New research has found that the number of crypto-ransomware attacks against the corporate sector has grown six-fold, surging from 27,000 between 2014 and 2015 to 158,000 between 2015 and 2016.
The figures were brought to light by new data from the Kaspersky Security Network report. It shows that ransomware attempted to encrypt the critical data of every tenth corporate user.
As the overall number of encrypted ransomware attacks have risen, cyber-criminal ransomware attacks targeting businesses have become more frequent, particularly among small and medium-sized companies. A separate report, the IT Security Risks 2016 study from Kaspersky Lab and B2B International, confirms this trend with 42% of respondents from small and medium-sized businesses agreeing that crypto-malware was one of the most serious threats they faced last year.
For small companies, any data unavailable – regardless of the length of time – can lead to significant losses, or bring their entire operations to a halt. If an organization has not been following proper IT security measures to ensure the safety of its critical information, purchasing the decryption key from cyber-criminals is the only way to recover their files. However, this does not guarantee complete data recovery and the best way for businesses to protect their sensitive data from a cyberattack is to prevent the attack in the first place.

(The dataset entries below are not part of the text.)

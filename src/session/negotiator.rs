//! Connect sequence and the switch-or-add network protocol.
//!
//! One `connect()` runs strictly in order: request accounts, read the chain,
//! then switch to the target network if needed. A switch rejected with 4902
//! (chain unknown to the wallet) is the only failure recovered automatically,
//! by adding the network; the wallet switches to a freshly added chain on
//! its own, so no second switch is issued.

use std::sync::Arc;

use serde::Serialize;
use tokio::sync::watch;

use crate::error::{ConnectError, FailureKind, ProviderError};
use crate::network::NetworkDescriptor;
use crate::provider::ProviderGateway;
use crate::session::state::SessionState;

/// Where the negotiator currently is.
#[derive(Debug, Clone, Copy, PartialEq, Eq, Serialize)]
#[serde(tag = "state", rename_all = "snake_case")]
pub enum NegotiationState {
    Idle,
    Requesting,
    Connected { matched: bool },
    SwitchingChain,
    AddingChain,
    Failed { kind: FailureKind },
}

impl NegotiationState {
    /// Terminal states hand control back to the caller.
    pub fn is_terminal(self) -> bool {
        matches!(
            self,
            Self::Connected { matched: true } | Self::Failed { .. }
        )
    }
}

/// What had to be done to land on the target network.
#[derive(Debug, Clone, Copy, PartialEq, Eq, Serialize)]
#[serde(rename_all = "snake_case")]
pub enum NetworkAction {
    AlreadyOnTarget,
    Switched,
    Added,
}

/// Result of a successful `connect()`.
#[derive(Debug, Clone, PartialEq, Eq, Serialize)]
pub struct ConnectOutcome {
    pub address: String,
    pub chain_id: u64,
    pub network_action: NetworkAction,
}

/// Drives the connect state machine against one target network.
///
/// Overlapping `connect()` calls on the same negotiator are not serialized;
/// callers should wait for one to finish before starting another.
#[derive(Debug, Clone)]
pub struct ConnectionNegotiator {
    gateway: ProviderGateway,
    network: Arc<NetworkDescriptor>,
    session: SessionState,
    state: Arc<watch::Sender<NegotiationState>>,
}

impl ConnectionNegotiator {
    pub fn new(
        gateway: ProviderGateway,
        network: Arc<NetworkDescriptor>,
        session: SessionState,
    ) -> Self {
        let (state, _rx) = watch::channel(NegotiationState::Idle);
        Self {
            gateway,
            network,
            session,
            state: Arc::new(state),
        }
    }

    pub fn state(&self) -> NegotiationState {
        *self.state.borrow()
    }

    pub fn subscribe_state(&self) -> watch::Receiver<NegotiationState> {
        self.state.subscribe()
    }

    pub fn network(&self) -> &NetworkDescriptor {
        &self.network
    }

    /// Run one negotiation. Re-entrant from any terminal state.
    pub async fn connect(&self) -> Result<ConnectOutcome, ConnectError> {
        match self.negotiate().await {
            Ok(outcome) => {
                tracing::info!(
                    address = %outcome.address,
                    chain_id = outcome.chain_id,
                    action = ?outcome.network_action,
                    "wallet connected on {}",
                    self.network.name()
                );
                Ok(outcome)
            }
            Err(error) => {
                self.transition(NegotiationState::Failed { kind: error.kind() });
                if error.is_recoverable() {
                    tracing::warn!(kind = error.kind().as_str(), "connect failed: {error}");
                } else {
                    tracing::error!(kind = error.kind().as_str(), "connect failed: {error}");
                }
                Err(error)
            }
        }
    }

    async fn negotiate(&self) -> Result<ConnectOutcome, ConnectError> {
        if !self.gateway.is_available() {
            return Err(ConnectError::ProviderUnavailable);
        }

        self.transition(NegotiationState::Requesting);
        let accounts = self
            .gateway
            .request_accounts()
            .await
            .map_err(classify_request_error)?;
        tracing::debug!(count = accounts.len(), "accounts received");

        // Index 0 is the wallet's selected account by provider convention.
        let address = accounts
            .into_iter()
            .next()
            .filter(|address| !address.is_empty())
            .ok_or(ConnectError::NoAuthorizedAccount)?;
        self.session.set_account(&address);

        let chain_id = self
            .gateway
            .chain_id()
            .await
            .map_err(ConnectError::UnknownProviderError)?;
        self.session.set_chain_id(chain_id);
        tracing::debug!(chain_id, "current chain");

        if self.network.matches(chain_id) {
            self.transition(NegotiationState::Connected { matched: true });
            return Ok(ConnectOutcome {
                address,
                chain_id,
                network_action: NetworkAction::AlreadyOnTarget,
            });
        }

        self.transition(NegotiationState::Connected { matched: false });
        let network_action = self.provision_network().await?;
        self.session.set_chain_id(self.network.numeric_id());
        self.transition(NegotiationState::Connected { matched: true });

        Ok(ConnectOutcome {
            address,
            chain_id: self.network.numeric_id(),
            network_action,
        })
    }

    async fn provision_network(&self) -> Result<NetworkAction, ConnectError> {
        self.transition(NegotiationState::SwitchingChain);
        tracing::info!(chain_id = self.network.hex_id(), "switching to {}", self.network.name());

        match self.gateway.switch_chain(&self.network).await {
            Ok(()) => Ok(NetworkAction::Switched),
            Err(ProviderError::ChainUnrecognized { .. }) => {
                self.transition(NegotiationState::AddingChain);
                tracing::info!("{} unknown to wallet, adding it", self.network.name());
                self.gateway
                    .add_chain(&self.network)
                    .await
                    .map_err(ConnectError::ChainAddFailed)?;
                Ok(NetworkAction::Added)
            }
            Err(ProviderError::UserRejected { .. }) => Err(ConnectError::UserRejected),
            Err(other) => Err(ConnectError::UnknownProviderError(other)),
        }
    }

    fn transition(&self, next: NegotiationState) {
        let previous = self.state.send_replace(next);
        if previous != next {
            tracing::debug!(from = ?previous, to = ?next, "negotiation transition");
        }
    }
}

fn classify_request_error(error: ProviderError) -> ConnectError {
    match error {
        ProviderError::UserRejected { .. } => ConnectError::UserRejected,
        ProviderError::Unavailable => ConnectError::ProviderUnavailable,
        other => ConnectError::UnknownProviderError(other),
    }
}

“When it comes to crypto-malware, there is wide attack vector including web, mail, software exploits, USB devices, and others.” said Konstantin Voronkov, Head of Endpoint Product Management Kaspersky Lab. “Since there are many different ways to attack, to avoid a security incident, organizations should have an anti-malware solution in place and should be educating employees on where attacks come from. Most importantly, they need to know not to open suspicious email attachments, visit untrusted web resources, or plug USB devices into unprotected computers.”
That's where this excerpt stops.